Thèse de doctorat en Droit public

Sous la direction de Patrick Meunier.

Thèses en préparation à Lille 2 , dans le cadre de École doctorale des Sciences Juridiques, Politiques et de Gestion (Lille) depuis le 01-10-2009 .


  • Résumé

    L’attitude du juge administratif français face à la Cour de justice et au regard des obligations imposées par la procédure préjudicielle est particulièrement démonstrative des difficultés de mise en place d’un dialogue des juges, bien que le mécanisme préjudiciel soit considéré comme le canal privilégié de celui-ci et comme son pendant juridique. Le juge administratif a cru pouvoir affirmer son indépendance et son autonomie en usant de la théorie de l’acte clair et de la règle du précédent. Les abus commis dans l’utilisation de ces moyens procéduraux, occultant le renvoi préjudiciel, ont posé des difficultés et il en fut de même pour l’autorité et les effets des arrêts préjudiciels.
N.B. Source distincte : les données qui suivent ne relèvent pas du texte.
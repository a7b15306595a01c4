
#[derive(Debug, Clone)]
pub struct Conversation {
    pub id: String,
    pub state: String,
    pub expiration: i64,
}
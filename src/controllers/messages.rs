use std::sync::Arc;
use axum::extract::State;
use axum::http::StatusCode;
use axum::response::{IntoResponse, Response};
use axum::Json;
use chrono::Utc;

use crate::AppState;
use crate::models::activity::{Activity, ExpectedReplies};


/// Bot messaging endpoint.
///
/// Replies go back inline when the caller asked for them (or gave no
/// `serviceUrl` to post to), otherwise through the connector.
#[axum_macros::debug_handler]
pub async fn post_messages(State(state): State<Arc<AppState>>, Json(activity): Json<Activity>) -> Response {
    log::debug!("Received {} activity {:?}", activity.activity_type, activity.id);

    let now = Utc::now();
    let replies: Vec<Activity> = state.dialog_service
        .respond(&activity)
        .await
        .into_iter()
        .map(|reply| activity.address_reply(reply, now))
        .collect();

    if activity.expects_replies() || activity.service_url.is_none() {
        return Json(ExpectedReplies { activities: replies }).into_response();
    }

    match state.connector_service.send_all(&replies).await {
        Ok(()) => StatusCode::ACCEPTED.into_response(),
        Err(err) => {
            log::error!("Failed to deliver replies: {}", err);
            err.into_response()
        }
    }
}
use serde::Serialize;

#[derive(Debug, Serialize)]
pub struct StatusViewModel {
    pub name: String,
    pub version: String,
    pub recognizer: String,
    pub endpoint: String,
}
use chrono::{DateTime, Utc};
use serde::{Deserialize, Serialize};

use super::card::HeroCard;

pub const ACTIVITY_MESSAGE: &str = "message";
pub const ACTIVITY_TYPING: &str = "typing";
pub const ACTIVITY_END_OF_CONVERSATION: &str = "endOfConversation";

pub const DELIVERY_EXPECT_REPLIES: &str = "expectReplies";

pub const CONTENT_TYPE_HERO_CARD: &str = "application/vnd.microsoft.card.hero";

#[derive(Debug, Clone, Default, PartialEq, Serialize, Deserialize)]
pub struct ChannelAccount {
    pub id: String,
    #[serde(default, skip_serializing_if = "Option::is_none")]
    pub name: Option<String>,
}

#[derive(Debug, Clone, Default, PartialEq, Serialize, Deserialize)]
#[serde(rename_all = "camelCase")]
pub struct ConversationAccount {
    pub id: String,
    #[serde(default, skip_serializing_if = "Option::is_none")]
    pub name: Option<String>,
    #[serde(default, skip_serializing_if = "Option::is_none")]
    pub is_group: Option<bool>,
}

#[derive(Debug, Clone, PartialEq, Serialize, Deserialize)]
#[serde(rename_all = "camelCase")]
pub struct Attachment {
    pub content_type: String,
    pub content: serde_json::Value,
}

impl Attachment {
    pub fn hero(card: &HeroCard) -> Result<Self, serde_json::Error> {
        Ok(Attachment {
            content_type: CONTENT_TYPE_HERO_CARD.into(),
            content: serde_json::to_value(card)?,
        })
    }
}

/// A bot connector activity, the envelope for everything sent to or from the bot.
///
/// Only the fields the search dialog reads or writes are modelled; unknown
/// fields from the channel are ignored.
#[derive(Debug, Clone, Default, PartialEq, Serialize, Deserialize)]
#[serde(rename_all = "camelCase")]
pub struct Activity {
    #[serde(rename = "type")]
    pub activity_type: String,
    #[serde(default, skip_serializing_if = "Option::is_none")]
    pub id: Option<String>,
    #[serde(default, skip_serializing_if = "Option::is_none")]
    pub timestamp: Option<DateTime<Utc>>,
    #[serde(default, skip_serializing_if = "Option::is_none")]
    pub service_url: Option<String>,
    #[serde(default, skip_serializing_if = "Option::is_none")]
    pub channel_id: Option<String>,
    #[serde(default, skip_serializing_if = "Option::is_none")]
    pub from: Option<ChannelAccount>,
    #[serde(default, skip_serializing_if = "Option::is_none")]
    pub recipient: Option<ChannelAccount>,
    #[serde(default, skip_serializing_if = "Option::is_none")]
    pub conversation: Option<ConversationAccount>,
    #[serde(default, skip_serializing_if = "Option::is_none")]
    pub reply_to_id: Option<String>,
    #[serde(default, skip_serializing_if = "Option::is_none")]
    pub text: Option<String>,
    #[serde(default, skip_serializing_if = "Option::is_none")]
    pub text_format: Option<String>,
    #[serde(default, skip_serializing_if = "Option::is_none")]
    pub input_hint: Option<String>,
    #[serde(default, skip_serializing_if = "Vec::is_empty")]
    pub attachments: Vec<Attachment>,
    #[serde(default, skip_serializing_if = "Option::is_none")]
    pub attachment_layout: Option<String>,
    #[serde(default, skip_serializing_if = "Option::is_none")]
    pub delivery_mode: Option<String>,
    #[serde(default, skip_serializing_if = "Option::is_none")]
    pub code: Option<String>,
}

impl Activity {
    pub fn message(text: impl Into<String>) -> Self {
        Activity {
            activity_type: ACTIVITY_MESSAGE.into(),
            text: Some(text.into()),
            text_format: Some("markdown".into()),
            ..Default::default()
        }
    }

    pub fn typing() -> Self {
        Activity {
            activity_type: ACTIVITY_TYPING.into(),
            ..Default::default()
        }
    }

    pub fn end_of_conversation() -> Self {
        Activity {
            activity_type: ACTIVITY_END_OF_CONVERSATION.into(),
            code: Some("completedSuccessfully".into()),
            ..Default::default()
        }
    }

    pub fn is_message(&self) -> bool {
        self.activity_type == ACTIVITY_MESSAGE
    }

    pub fn expects_replies(&self) -> bool {
        self.delivery_mode.as_deref() == Some(DELIVERY_EXPECT_REPLIES)
    }

    pub fn conversation_id(&self) -> Option<&str> {
        self.conversation.as_ref().map(|c| c.id.as_str())
    }

    pub fn trimmed_text(&self) -> &str {
        self.text.as_deref().unwrap_or_default().trim()
    }

    /// Address `reply` back to whoever sent this activity.
    pub fn address_reply(&self, mut reply: Activity, now: DateTime<Utc>) -> Activity {
        reply.from = self.recipient.clone();
        reply.recipient = self.from.clone();
        reply.conversation = self.conversation.clone();
        reply.channel_id = self.channel_id.clone();
        reply.service_url = self.service_url.clone();
        reply.reply_to_id = self.id.clone();
        reply.timestamp = Some(now);
        reply
    }
}

/// Body returned when replies are delivered inline.
#[derive(Debug, Default, Serialize, Deserialize)]
pub struct ExpectedReplies {
    pub activities: Vec<Activity>,
}

#[cfg(test)]
mod tests {
    use super::*;
    use chrono::TimeZone;

    #[test]
    fn deserializes_emulator_message() {
        let json = r#"{
            "type": "message",
            "id": "abc",
            "serviceUrl": "http://localhost:50000",
            "channelId": "emulator",
            "from": { "id": "user1", "name": "User" },
            "recipient": { "id": "bot1" },
            "conversation": { "id": "conv1" },
            "text": "  search octocat ",
            "localTimezone": "Europe/Prague"
        }"#;
        let activity: Activity = serde_json::from_str(json).unwrap();

        assert!(activity.is_message());
        assert_eq!(activity.conversation_id(), Some("conv1"));
        assert_eq!(activity.trimmed_text(), "search octocat");
        assert!(!activity.expects_replies());
    }

    #[test]
    fn reply_is_addressed_back_to_sender() {
        let incoming = Activity {
            activity_type: ACTIVITY_MESSAGE.into(),
            id: Some("in-1".into()),
            from: Some(ChannelAccount { id: "user".into(), name: None }),
            recipient: Some(ChannelAccount { id: "bot".into(), name: None }),
            conversation: Some(ConversationAccount { id: "c".into(), ..Default::default() }),
            channel_id: Some("test".into()),
            ..Default::default()
        };
        let now = Utc.with_ymd_and_hms(2023, 5, 1, 12, 0, 0).unwrap();

        let reply = incoming.address_reply(Activity::message("hi"), now);

        assert_eq!(reply.from.unwrap().id, "bot");
        assert_eq!(reply.recipient.unwrap().id, "user");
        assert_eq!(reply.reply_to_id.as_deref(), Some("in-1"));
        assert_eq!(reply.timestamp, Some(now));
    }

    #[test]
    fn serializes_type_field_in_camel_case() {
        let value = serde_json::to_value(Activity::end_of_conversation()).unwrap();

        assert_eq!(value["type"], "endOfConversation");
        assert_eq!(value["code"], "completedSuccessfully");
        assert!(value.get("attachments").is_none());
    }
}
use serde::Deserialize;

/// Profile returned by `GET /users/{login}`.
#[derive(Debug, Clone, Deserialize)]
pub struct GithubUser {
    pub id: u64,
    pub login: String,
    pub name: Option<String>,
    pub avatar_url: String,
    pub html_url: String,
    pub company: Option<String>,
    pub email: Option<String>,
    pub bio: Option<String>,
}
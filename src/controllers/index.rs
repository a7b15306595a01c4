use std::sync::Arc;
use axum::response::Html;
use axum::extract::State;

use crate::{AppState, MESSAGES_ENDPOINT};
use crate::errors::Result;
use crate::models::status::StatusViewModel;


pub async fn get_index(State(state): State<Arc<AppState>>) -> Result<Html<String>> {
    let status = StatusViewModel {
        name: env!("CARGO_PKG_NAME").into(),
        version: env!("CARGO_PKG_VERSION").into(),
        recognizer: state.dialog_service.recognizer.kind().into(),
        endpoint: MESSAGES_ENDPOINT.into(),
    };
    let data = super::TemplateViewModel {
        title: "Home".into(),
        body: state.registry.render("index", &status)?,
    };

    Ok(Html(state.registry.render("template", &data)?))
}
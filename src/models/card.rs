use serde::{Deserialize, Serialize};

pub const ACTION_IM_BACK: &str = "imBack";
pub const ACTION_OPEN_URL: &str = "openUrl";

#[derive(Debug, Clone, PartialEq, Serialize, Deserialize)]
pub struct CardImage {
    pub url: String,
}

#[derive(Debug, Clone, PartialEq, Serialize, Deserialize)]
pub struct CardAction {
    #[serde(rename = "type")]
    pub action_type: String,
    pub title: String,
    pub value: String,
}

impl CardAction {
    pub fn im_back(value: &str) -> Self {
        CardAction {
            action_type: ACTION_IM_BACK.into(),
            title: value.into(),
            value: value.into(),
        }
    }

    pub fn open_url(url: &str) -> Self {
        CardAction {
            action_type: ACTION_OPEN_URL.into(),
            title: url.into(),
            value: url.into(),
        }
    }
}

#[derive(Debug, Clone, Default, PartialEq, Serialize, Deserialize)]
pub struct HeroCard {
    #[serde(default, skip_serializing_if = "Option::is_none")]
    pub title: Option<String>,
    #[serde(default, skip_serializing_if = "Option::is_none")]
    pub subtitle: Option<String>,
    #[serde(default, skip_serializing_if = "Option::is_none")]
    pub text: Option<String>,
    #[serde(default, skip_serializing_if = "Vec::is_empty")]
    pub images: Vec<CardImage>,
    #[serde(default, skip_serializing_if = "Vec::is_empty")]
    pub buttons: Vec<CardAction>,
    #[serde(default, skip_serializing_if = "Option::is_none")]
    pub tap: Option<CardAction>,
}
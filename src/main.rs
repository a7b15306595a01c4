use std::{sync::Arc, net::{SocketAddr, IpAddr, Ipv4Addr}, str::FromStr};
use clap::Parser;
use axum::{routing::{get, post}, Router};
use chrono::{Duration, Utc};
use handlebars::Handlebars;
use tokio_rusqlite::Connection;
use tower::ServiceBuilder;
use tower_http::trace::TraceLayer;
use reqwest::Client;

pub mod models;
pub mod controllers;
pub mod entities;
pub mod errors;
pub mod repositories;
pub mod services;
pub mod mappers;
pub mod templates;
pub mod validators;

#[cfg(test)]
mod test_support;

use controllers::{index, messages};
use repositories::conversation_repository::ConversationRepository;
use services::connector_service::{AppCredentials, ConnectorService};
use services::dialog_service::DialogService;
use services::github_user_service::{GitHubUserService, DEFAULT_API_URL};
use services::recognizer_service::Recognizer;

pub const MESSAGES_ENDPOINT: &str = "/api/messages";


// Command line interface
#[derive(Parser, Debug)]
#[clap(name="github-search-bot", about="A chat bot for finding GitHub users!")]
struct Opt {
    #[clap(short = 'l', long = "log", default_value = "info")]
    log_level: String,

    #[clap(short = 'a', long = "addr", env = "ADDR", default_value = "0.0.0.0")]
    addr: String,

    #[clap(short = 'p', long = "port", env = "PORT", default_value = "3978")]
    port: u16,

    /// LUIS endpoint, everything up to the utterance. The regex recognizer is used when unset.
    #[clap(long = "luis-model-url", env = "LUIS_MODEL_URL")]
    luis_model_url: Option<String>,

    #[clap(long = "github-api-url", env = "GITHUB_API_URL", default_value = DEFAULT_API_URL)]
    github_api_url: String,

    #[clap(long = "github-token", env = "GITHUB_TOKEN", hide_env_values = true)]
    github_token: Option<String>,

    #[clap(long = "app-id", env = "MICROSOFT_APP_ID")]
    app_id: Option<String>,

    #[clap(long = "app-password", env = "MICROSOFT_APP_PASSWORD", hide_env_values = true)]
    app_password: Option<String>,

    #[clap(long = "db", env = "DATABASE_PATH", default_value = "db.sqlite")]
    db: String,

    /// Seconds of silence after which an unfinished dialog is dropped.
    #[clap(
        long = "dialog-timeout",
        env = "DIALOG_TIMEOUT_SECS",
        default_value = "1800",
        value_parser = clap::value_parser!(u32).range(1..)
    )]
    dialog_timeout: u32,
}

pub struct AppState {
    registry: Handlebars<'static>,
    dialog_service: DialogService,
    connector_service: ConnectorService,
}

pub fn router(app_state: Arc<AppState>) -> Router {
    Router::new()
        .route("/", get(index::get_index))
        .route(MESSAGES_ENDPOINT, post(messages::post_messages))
        .layer(ServiceBuilder::new().layer(TraceLayer::new_for_http()))
        .with_state(app_state)
}

#[tokio::main]
async fn main() {
    dotenvy::dotenv().ok();
    // Hosting environments differ on the casing of the port variable.
    if std::env::var("PORT").is_err() {
        if let Ok(port) = std::env::var("port") {
            std::env::set_var("PORT", port);
        }
    }

    // Fetch console arguments
    let opt = Opt::parse();
    if std::env::var("RUST_LOG").is_err() {
        std::env::set_var("RUST_LOG", format!("{},hyper=info,mio=info", opt.log_level));
    }
    // Enable console logging
    tracing_subscriber::fmt::init();

    // Create database connection
    let conn = Connection::open(opt.db.clone()).await.unwrap_or_else(|err| {
        panic!("Failed to create a connection to database!\n{:?}", err);
    });
    let repository = ConversationRepository { conn };
    repository.create_table().await.unwrap_or_else(|err| {
        panic!("Failed to create table for Conversation!\n{:?}", err);
    });
    match repository.delete_expired(Utc::now().timestamp()).await {
        Ok(removed) => log::info!("Removed {} expired dialogs", removed),
        Err(err) => log::warn!("Failed to remove expired dialogs: {}", err),
    }

    // Create reqwest client
    let client = Client::new();

    let recognizer = match opt.luis_model_url.as_deref().filter(|url| !url.trim().is_empty()) {
        Some(url) => Recognizer::luis(client.clone(), url),
        None => Recognizer::regex(),
    };
    log::info!("Using the {} recognizer", recognizer.kind());

    // Setup services
    let github_user_service = GitHubUserService {
        client: client.clone(),
        api_url: opt.github_api_url.clone(),
        token: opt.github_token.clone(),
    };
    let dialog_service = DialogService {
        github_user_service,
        recognizer,
        repository,
        replies: templates::reply_registry().unwrap_or_else(|err| {
            panic!("Failed to register reply templates!\n{:?}", err);
        }),
        dialog_timeout: Duration::seconds(i64::from(opt.dialog_timeout)),
    };
    let credentials = match (opt.app_id.clone(), opt.app_password.clone()) {
        (Some(app_id), Some(app_password)) if !app_id.is_empty() => Some(AppCredentials { app_id, app_password }),
        _ => None,
    };
    if credentials.is_none() {
        log::warn!("No Microsoft app credentials, replies are sent unauthenticated");
    }
    let connector_service = ConnectorService::new(client, credentials);

    // Inject app state into controller routes
    let app_state = Arc::new(AppState {
        registry: templates::page_registry().unwrap_or_else(|err| {
            panic!("Failed to register page templates!\n{:?}", err);
        }),
        dialog_service,
        connector_service,
    });
    let app = router(app_state);

    let sock_addr = SocketAddr::from((
        IpAddr::from_str(opt.addr.as_str()).unwrap_or(IpAddr::V4(Ipv4Addr::UNSPECIFIED)),
        opt.port
    ));
    log::info!("Now listening on http://{}{}", sock_addr, MESSAGES_ENDPOINT);

    axum::Server::bind(&sock_addr)
        .serve(app.into_make_service())
        .await
        .unwrap();
}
De son côté la Cour a aussi exprimé des volontés contraires ou incompatibles avec l’instauration d’un dialogue entre juges par la voie préjudicielle. Elle a voulu affirmer son autorité en utilisant de façon extensive les compétences que lui avaient délivrées les Traités. Fort heureusement, par plusieurs assouplissements jurisprudentiels de part et d’autre, les relations dialogiques préjudicielles se sont bonifiées. Une acceptation mutuelle des compétences et des autorités a été acquise par la voie de dialogues qu’il convient de cerner, d’entretenir, de favoriser et de fortifier par le biais d’échanges courants et de techniques nouvelles, mieux adaptées au pluralisme juridique européen et au renouvellement actuel de l’office du juge en Europe.

  • Titre traduit

    The dialogue of the french administrative judge and the Court of Justice by the preliminary ruling


  • Résumé

    The difficulties to establish a dialogue between judges are well illustrated by french administrative judge’s attitude with respect to the Court of Justice of European Union and regarding the preliminary ruling proceedings. Indeed, french administrative judges have clearly considered that they could assert their autonomy through the use of the acte clair doctrine and the rule of precedent (stare decisis) to prevent the preleminary ruling. The excessive use of both procedural approaches has been the source of numerous problems, notably for the authority and effects of preliminary ruling decisions. For its part, the Court also took positions either radically opposite to that of the national judges, or that at least were not in favour of a putative dialogue. Indeed, the Court has clearly wished to assert its authority over the national judges by an extensive use of the competences European Treaties awarded to it. This context has fortunately started to resolve itself through a reciprocal acceptance of competences and prerogatives by the concerned authorities in the dialogue. This emerging dialogue must be reinforced and promoted via routine exchanges and novel techniques. Both jurisdictions will have to steer in harmony in this direction of the european legal pluralism.